World Book Night is an industry initiative. It is a shame that 'World' means the UK in this case and I'd hope that next year it distributes a million books worldwide.

As for the website they launched late with the wrong technology. I work as a profession Web Developer and the whole thing just looked shoddy and amateurish. There are so many simple things they could have done to keep the egg off their faces. With any luck whoever set up their site will be recruiting new development managers or re-training them.

I meant 'Professional Web Developer', should read twice before posting :)

On what basis are you suggesting that sales have dropped?

The report is clearly just showing the top-ten.

Sales might have grown by a smaller increment or stayed the same. Cynical speculation seems to be trying to damn this event. The real shame is that independent book shops (who should be relishing the limelight afforded them) are painting themselves to be worry-mongers of the book-apocalypses.

I'm keen on WBN, but this morning I had an email telling me that the books I was due to give out had not been delivered to the bookshop in the village where I was due to give them out, but to a library nowhere near where I live or work, or the village in question. As I don't drive that makes things a little awkward, not least as the number given as a contact was a fax number and I don't have a fax.
This does not stop my enthusiasm for the project but possibly a little fine tuning is neccessary...

But it's numbers that matter not percentages.

For example, if Nigel Slater's Toast sold 100 copies last February (and it may well have been more, that's just a suggestion) then to achieve this stunning increase of 367% for February 2011 then it would only need to have sold 467 copies last month. Which doesn't sound quite so good for your story does it? And presumably the tv adaptation of it a couple of months back helped.

On the same basis for The Prime of Miss Jean Brodie to be up by 33% it would only need to have sold say 133 copies last month given that same benchmark of 100 copies in Feb 2010.

But that's not quite as good a story as these huge percentages you're quoting is it?

Here! Here! 'Lies, Damn Lies and Statistics'!

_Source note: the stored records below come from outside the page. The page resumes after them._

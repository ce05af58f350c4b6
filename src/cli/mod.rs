//! Command-line interface for infralint.
//!
//! - [`args`] - Argument definitions using clap derive macros
//! - [`commands`] - Command implementations

pub mod args;
pub mod commands;

pub use args::{Cli, Commands, LintArgs, RulesArgs};
pub use commands::{Command, CommandDispatcher, CommandResult};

To be reporting before WBN that the event is a success is jumping the gun somewhat as the promotion is about more than those being trumpeted in this cod-piece of churnalism.

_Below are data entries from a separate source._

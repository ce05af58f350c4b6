//! CLI command implementations.
//!
//! Each command implements the [`Command`] trait, which provides a uniform
//! interface for executing commands and reporting results.
//!
//! # Architecture
//!
//! Commands are dispatched via [`CommandDispatcher`], which routes CLI
//! subcommands to their implementations and hands them the output stream.

pub mod dispatcher;
pub mod lint;
pub mod rules;

pub use dispatcher::{Command, CommandDispatcher, CommandResult, EXIT_FAILURE, EXIT_NO_FILES};
pub use lint::LintCommand;
pub use rules::RulesCommand;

The only statistic that will matter is how far paperback sales have grown - or shrunk - in March.

As a typical industry professional who is in the habit of doing a bit of research before putting together a promotion, I'm sure the 'nays' could be generous enough to extend the lead-time for growth in paperback sales (actual numbers as well as percentages) to the end of April. Heck, the end of May...

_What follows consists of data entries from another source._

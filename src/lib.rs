//! infralint - Static analysis for infrastructure and configuration files.
//!
//! infralint checks Dockerfiles, Makefiles, `.env` files and JSON/YAML
//! documents for syntax problems, security hazards and departures from
//! common practice, and reports every finding with a severity, category
//! and suggested fix.
//!
//! # Modules
//!
//! - [`cli`] - Command-line interface and argument parsing
//! - [`config`] - `.infralint.yml` loading
//! - [`dockerfile`] - Dockerfile parser and rules
//! - [`envfile`] - `.env` parser and rules
//! - [`error`] - Error types and result aliases
//! - [`fs`] - Bounded file reading and discovery
//! - [`lint`] - Diagnostics, rule catalogs, results and formatters
//! - [`makefile`] - Makefile parser and rules
//! - [`secrets`] - Hardcoded credential detection
//! - [`shell`] - Shell command heuristics
//! - [`structured`] - JSON and YAML documents
//! - [`validator`] - The [`validator::Validator`] trait and [`validator::Linter`]
//!
//! # Example
//!
//! ```
//! use infralint::envfile::EnvFileValidator;
//! use infralint::validator::Validator;
//!
//! let result = EnvFileValidator::new().validate_content("PORT=8080\nPORT=9090\n");
//!
//! assert!(result.valid);
//! assert!(result.has_rule("env.duplicate_key"));
//! ```

pub mod cli;
pub mod config;
pub mod dockerfile;
pub mod envfile;
pub mod error;
pub mod fs;
pub mod lint;
pub mod makefile;
pub mod secrets;
pub mod shell;
pub mod structured;
pub mod validator;

pub use error::{LintError, Result};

Yes, we'll have to wait and see what this event actually does to book sales. I suspect the true story behind these figures is along the lines of bookshops succeed in getting rid of World Book Night titles before the market is flooded with free copies. However, this probably wasn't in the press release from World Byngo Night.

My point is you don't know, given the statistics given. The top 10 increases are shown here, we know only 12 increased, the rest decreased, they could have decreased by more than the others increased then that's a net loss. As someone else pointed out, when all you're given are percentages it's all pretty pointless anyway.

If you aren't given all the information to judge for yourself then you have to ask yourself why that might be? That's what i'm cynical about, not WBN.

23 of the 25 books selected for World Book Night (WBN) registered a sales uplift last month - whether it be month-on-month growth versus January 2011 or year-on-year growth versus February 2010.

In total, the 25 WBN titles sold a combined 73,000 copies in February. The majority of these books' sales have indeed been down to factors other than WBN, whether it be popularity generally (One Day has been a huge bestseller for well over a year now), TV adaptations (Toast) or TV plugs (Hardeep Singh Kohli recommended A Fine Balance on "My Life in Books" last week and sales rocketed 370%).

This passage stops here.